── EXERCISE INPUT ──

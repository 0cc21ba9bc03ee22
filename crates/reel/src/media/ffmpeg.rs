//! Frame extraction and DFPWM audio through ffmpeg.

use async_trait::async_trait;
use std::path::{Path, PathBuf};
use tracing::{info, warn};
use walkdir::WalkDir;

use super::process::run_tool;
use super::{MediaError, RenderedMedia, Transcoder};
use crate::types::Playback;

pub const FRAMES_DIR: &str = "frames";
pub const AUDIO_FILE: &str = "audio.dfpwm";
const FRAME_EXTENSION: &str = "ppm";

#[derive(Debug, Clone)]
pub struct FfmpegTranscoder {
    program: String,
    sample_rate: u32,
}

impl FfmpegTranscoder {
    pub fn new(program: impl Into<String>, sample_rate: u32) -> Self {
        Self {
            program: program.into(),
            sample_rate,
        }
    }

    fn frame_args(&self, source: &Path, playback: Playback, frames_dir: &Path) -> Vec<String> {
        vec![
            "-y".to_string(),
            "-loglevel".to_string(),
            "error".to_string(),
            "-i".to_string(),
            source.display().to_string(),
            "-an".to_string(),
            "-vf".to_string(),
            format!(
                "scale={}:{}:flags=lanczos,fps={}",
                playback.width, playback.height, playback.fps
            ),
            "-pix_fmt".to_string(),
            "rgb24".to_string(),
            frames_dir
                .join(format!("out_%05d.{}", FRAME_EXTENSION))
                .display()
                .to_string(),
        ]
    }

    // DFPWM is mono only
    fn audio_args(&self, source: &Path, audio: &Path) -> Vec<String> {
        vec![
            "-y".to_string(),
            "-loglevel".to_string(),
            "error".to_string(),
            "-i".to_string(),
            source.display().to_string(),
            "-vn".to_string(),
            "-ac".to_string(),
            "1".to_string(),
            "-ar".to_string(),
            self.sample_rate.to_string(),
            "-c:a".to_string(),
            "dfpwm".to_string(),
            "-f".to_string(),
            "dfpwm".to_string(),
            audio.display().to_string(),
        ]
    }
}

#[async_trait]
impl Transcoder for FfmpegTranscoder {
    async fn transcode(
        &self,
        source: &Path,
        playback: Playback,
        workspace: &Path,
    ) -> Result<RenderedMedia, MediaError> {
        let frames_dir = workspace.join(FRAMES_DIR);
        tokio::fs::create_dir_all(&frames_dir)
            .await
            .map_err(|e| MediaError::io(&frames_dir, e))?;

        run_tool(&self.program, self.frame_args(source, playback, &frames_dir)).await?;

        let dir = frames_dir.clone();
        let frames = tokio::task::spawn_blocking(move || list_frames(&dir))
            .await
            .map_err(|e| MediaError::io(&frames_dir, std::io::Error::other(e)))??;

        let audio = workspace.join(AUDIO_FILE);
        // A source without an audio track still plays; the audio cursor
        // treats a missing artifact as an empty stream.
        if let Err(e) = run_tool(&self.program, self.audio_args(source, &audio)).await {
            warn!(error = %e, "Audio transcode failed, continuing without audio");
        }

        info!(frames = frames.len(), %playback, "Transcode complete");
        Ok(RenderedMedia { frames, audio })
    }
}

/// Frame images in `dir`, sorted by file name.
///
/// ffmpeg numbers frames with zero padding, so name order is playback order.
pub fn list_frames(dir: &Path) -> Result<Vec<PathBuf>, MediaError> {
    let mut frames = Vec::new();
    for entry in WalkDir::new(dir)
        .min_depth(1)
        .max_depth(1)
        .sort_by_file_name()
    {
        let entry = entry.map_err(|e| {
            let path = e.path().unwrap_or(dir).to_path_buf();
            MediaError::Io {
                path,
                source: e.into(),
            }
        })?;
        let is_frame = entry.file_type().is_file()
            && entry.path().extension().and_then(|ext| ext.to_str()) == Some(FRAME_EXTENSION);
        if is_frame {
            frames.push(entry.into_path());
        }
    }
    Ok(frames)
}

───

» **WHAT YOU HAVE TO DO**:
Locate all lines in the listing above with the word "impl" and copy them.

» **ANSWER SECTION**:
impl FfmpegTranscoder {
    pub fn new(program: impl Into<String>, sample_rate: u32) -> Self {
impl Transcoder for FfmpegTranscoder {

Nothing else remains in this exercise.